Convert rich text field in Access or Excel into plain text
November 12, 2013 11:25 AM   Subscribe

I have thousands of rich text message message fields currently formatted in RTF (rich text format) that need to be stripped of their formatting and converted to plain text. Currently the field is in a Microsoft Access database. But if needed, the database could be sent to Excel if that would ease the conversion of the RTF to plain text.

Here is an example of the text:

{\rtf1\ansi\deff0{\fonttbl{\f0\fnil\fcharset0 MS Sans Serif;}}
\viewkind4\uc1\pard\lang1033\f0\fs17 Voice Mail Upgrade
\par
\par The wireless voice mail system in your area will soon be upgraded! As a result, ALLTEL will be able to offer you enhanced voice mail services in the future.
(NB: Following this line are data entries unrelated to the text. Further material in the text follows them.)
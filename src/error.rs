//! Error kinds produced by a single poll.
//!
//! None of these escape the orchestrator: every variant is turned into a
//! status string there. Malformed rows are not errors at all; the parser
//! skips and counts them.

use thiserror::Error;

#[derive(Debug, Clone, PartialEq, Eq, Error)]
pub enum FetchError {
    /// Request could not be sent or the body could not be read.
    #[error("network failure: {0}")]
    NetworkFailure(String),

    /// Server answered with a non-2xx status.
    #[error("unexpected HTTP status {0}")]
    HttpStatus(u16),

    /// Endpoint in the source configuration is not a usable URL.
    #[error("invalid endpoint '{0}'")]
    InvalidEndpoint(String),

    /// Well-formed response without any line after the header.
    #[error("no data rows after header")]
    ParseEmpty,

    /// Data lines exist but none of them yielded a usable row
    /// (only raised under the strict empty policy).
    #[error("{skipped} data line(s), none usable")]
    NoValidRows { skipped: usize },
}

impl FetchError {
    /// Short label for metrics and logs.
    pub fn kind(&self) -> &'static str {
        match self {
            FetchError::NetworkFailure(_) => "network",
            FetchError::HttpStatus(_) => "http_status",
            FetchError::InvalidEndpoint(_) => "invalid_endpoint",
            FetchError::ParseEmpty => "parse_empty",
            FetchError::NoValidRows { .. } => "no_valid_rows",
        }
    }
}

impl From<reqwest::Error> for FetchError {
    fn from(e: reqwest::Error) -> Self {
        match e.status() {
            Some(status) => FetchError::HttpStatus(status.as_u16()),
            None => FetchError::NetworkFailure(e.to_string()),
        }
    }
}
Please note important dates and follow the instructions below to avoid any possible disruptions to your wireless voice mail service.
\par
\par Set Up Your Voice Mailbox in the New System
\par Between February 22 and March 4, please set up your greeting and security code on the new wireless voice mail system. Dial 1-800-834-9912, enter your 10-digit wireless number and interrupt the greeting by pressing the pound (#) key. Enter "9999" when you are prompted for a security code. A tutorial will step you through the set up of your mailbox. Please note that you will continue to use the current voice mail system, password and keystrokes until the new system is activated on March 6.
\par
\par Begin Using the New System on March 6
\par March 5 will be the last day of operation for the current voice

And quite simply, I want to remove all of the RTF formatting tags and leave only the text.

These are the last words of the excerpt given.